Reputation: 1195
I am afraid that this question might be a little too broad, but I have little-to-none knowledge when it comes to database design, so I will explain what I have so far before I get to the question.
I have an excel file, which I exported into a csv file, which has the following (simplified) layout:
Region, License Number in 1st Year, License Number in 2nd Year, License Number in 3rd Year...
The idea is that the licenses are incremented and at the end of every year, I have a record of what is the highest license at the time for each region.

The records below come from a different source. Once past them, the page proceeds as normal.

//! BME68x + BSEC bridge library.
//!
//! Drives a BME68x gas sensor in forced mode on the schedule dictated by
//! the BSEC fusion engine, feeds raw readings back into the engine and
//! publishes the fused outputs.  All ESP-IDF-specific code is guarded by
//! `#[cfg(target_os = "espidf")]` within each module, so everything else
//! builds and tests on the host.

#![deny(unused_must_use)]

pub mod adapters;
pub mod app;
pub mod bsec;
pub mod calibration;
pub mod config;
pub mod drivers;
pub mod error;
pub mod measurement;
pub mod scheduler;
pub mod sensors;

pub use error::{Error, Result};
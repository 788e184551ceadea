//! Sensor drivers and the value types they exchange with the domain.
//!
//! Each driver implements [`SensorDriver`](crate::app::ports::SensorDriver)
//! over a [`Transport`](crate::app::ports::Transport), so the control loop
//! never sees registers or bus handles.

pub mod bme68x;

/// Sensor operating mode.
#[derive(Debug, Clone, Copy, PartialEq, Eq, Default)]
pub enum OpMode {
    #[default]
    Sleep,
    /// One measurement, then back to sleep.
    Forced,
}

/// Oversampling setting as encoded in the control registers (0 = skipped,
/// 1..=5 = x1..x16).
pub type Oversampling = u8;

/// Gas heater profile for the next forced measurement.
#[derive(Debug, Clone, Copy, PartialEq, Eq, Default)]
pub struct HeaterConfig {
    pub enable: bool,
    /// Target plate temperature in °C.
    pub temperature_c: u16,
    /// Heating time in ms.
    pub duration_ms: u16,
}

/// Oversampling, filter and heater configuration pushed to the sensor
/// before each triggered measurement.
#[derive(Debug, Clone, Copy, PartialEq, Eq, Default)]
pub struct SensorSettings {
    pub os_hum: Oversampling,
    pub os_temp: Oversampling,
    pub os_pres: Oversampling,
    /// IIR filter coefficient code (0 = off).
    pub filter: u8,
    pub heater: HeaterConfig,
}

/// One compensated reading bundle.
#[derive(Debug, Clone, Copy, PartialEq, Default)]
pub struct FieldData {
    /// Raw status byte: see the `*_MSK` constants.
    pub status: u8,
    pub gas_index: u8,
    pub meas_index: u8,
    /// °C
    pub temperature: f32,
    /// Pa
    pub pressure: f32,
    /// %RH
    pub humidity: f32,
    /// Ω
    pub gas_resistance: f32,
}

impl FieldData {
    pub const NEW_DATA_MSK: u8 = 0x80;
    pub const GASM_VALID_MSK: u8 = 0x20;
    pub const HEAT_STAB_MSK: u8 = 0x10;

    pub fn has_new_data(&self) -> bool {
        self.status & Self::NEW_DATA_MSK != 0
    }

    pub fn gas_valid(&self) -> bool {
        self.status & Self::GASM_VALID_MSK != 0
    }

    pub fn heater_stable(&self) -> bool {
        self.status & Self::HEAT_STAB_MSK != 0
    }
}
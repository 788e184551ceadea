//! Adapters: concrete implementations of the hexagonal port traits.
//!
//! | Adapter         | Implements   | Connects to                     |
//! |-----------------|--------------|---------------------------------|
//! | `blob_store`    | BlobStore    | VFS filesystem / in-memory map  |
//! | `bsec_ffi`      | FusionEngine | vendor `libalgobsec.a` (ESP-IDF)|
//! | `config_file`   | ConfigPort   | JSON file via serde_json        |
//! | `event_bus`     | EventSink    | fan-out to subscribed sinks     |
//! | `i2c_transport` | Transport    | embedded-hal 1.0 I2C bus        |
//! | `log_sink`      | EventSink    | Serial log output               |
//! | `time`          | (clock)      | ESP32 system timer              |

pub mod blob_store;
#[cfg(target_os = "espidf")]
pub mod bsec_ffi;
pub mod config_file;
pub mod event_bus;
pub mod i2c_transport;
pub mod log_sink;
pub mod time;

Because there are almost as many regions as there are years, it makes sense the previous layout for an excel file because we have the data displayed in what is close to be a square, but for the database I believe that it could be easier to deal with it if I reduce the number of columns and I would have this:
Region, Year, License Number
Assuming that this is right (again, I am clueless when it comes to database design) my question is the following: how can I possibly convert all the data to the suggested format without having to manually create the (many) entries for each region and copy all the licenses into the corresponding years?

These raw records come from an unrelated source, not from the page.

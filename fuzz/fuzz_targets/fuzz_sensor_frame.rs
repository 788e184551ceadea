//! Fuzz target: BME68x calibration + field decoding
//!
//! The fuzz input becomes the chip's register file (chip id forced valid),
//! so calibration coefficients and raw ADC fields are both arbitrary.
//! Compensation must never panic (overflow, division by zero) and
//! humidity must stay in range.
//!
//! cargo fuzz run fuzz_sensor_frame

#![no_main]

use bme68x_bsec::app::ports::{SensorDriver, Transport};
use bme68x_bsec::error::IoError;
use bme68x_bsec::sensors::OpMode;
use bme68x_bsec::sensors::bme68x::Bme68x;
use libfuzzer_sys::fuzz_target;

struct Regs([u8; 256]);

impl Transport for Regs {
    fn read(&mut self, reg: u8, buf: &mut [u8]) -> Result<(), IoError> {
        for (i, b) in buf.iter_mut().enumerate() {
            *b = self.0[(reg as usize + i) & 0xFF];
        }
        Ok(())
    }

    fn write(&mut self, _reg: u8, _data: &[u8]) -> Result<(), IoError> {
        Ok(())
    }

    fn delay_us(&mut self, _us: u32) {}
}

fuzz_target!(|data: &[u8]| {
    let mut regs = [0u8; 256];
    for (dst, src) in regs.iter_mut().zip(data) {
        *dst = *src;
    }
    regs[0xD0] = 0x61;

    let mut dev = Bme68x::new(Regs(regs));
    if dev.init().is_err() {
        return;
    }
    if let Ok(field) = dev.get_data(OpMode::Forced) {
        assert!((0.0..=100.0).contains(&field.humidity));
    }
    let _ = dev.heater_duration_ms();
});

The goal is to be able to tell what year a license was issued by simply looking at the license number
Upvotes: 0
Views: 117
Reputation: 95572
Looks like you're on the right track. You'll want a primary key on {region, year}.
If you're relatively new to databases, the procedure below will be the easiest both for you to understand and for you to get right the first try.
One problem is that you don't appear to be storing the years. If 1st year means the same year for every value in that Excel column--that is, 1st year doesn't mean 2011 for one row, and 1999 for another--then you might be able to massage the data into shape easily just using a second worksheet.
If you think you're comfortable running queries, you can try this procedure.
Create a table for your data. I'm guessing at the data types.
create table your_table_name ( region varchar(35) not null, year integer not null check (year >= 1955), license_num integer not null check (license_num >= 0) );
Export your spreadsheet to CSV file. Consider changing the column names to the actual years.
Insert data into your_table_name.
insert into your_table_name (region, year, license_num)
select region_column_name, 1955, license_num_column_for_1955
from imported_table_name
Note carefully that you'll need to adjust the literal year and the name of the column for that year each time you run the query.
Upvotes: 1
Reputation: 16677
well.. i'm not real clear on License Number - i think you mean a total (int) count of the number of licenses for the region in that year.
you probably have more info about each region as well.
i assume also that you do not have each individual license, but instead you are just maintaining the count. (if you want to store each license then this answer would be different)
so you will need a region table - something like:
region
-------
region_id
name
other_info_possibly
then either a license table to store each license - like this
license
---------
license_id
region_id
license_issue_date
license_value
other_info_possibly
or a summary maybe like this:
license_summary
----------------
region_id
license_count
year
next, you need to decide where and when to manipulate your original data: before or after importing to the database.
it might be easier after... in this case, you need a place to dump it in 'raw' maybe :
raw_data
---------
region
year1_count
year2_count
-- etc
then you can write inserts from this raw_data table to populate the other tables.
Upvotes: 0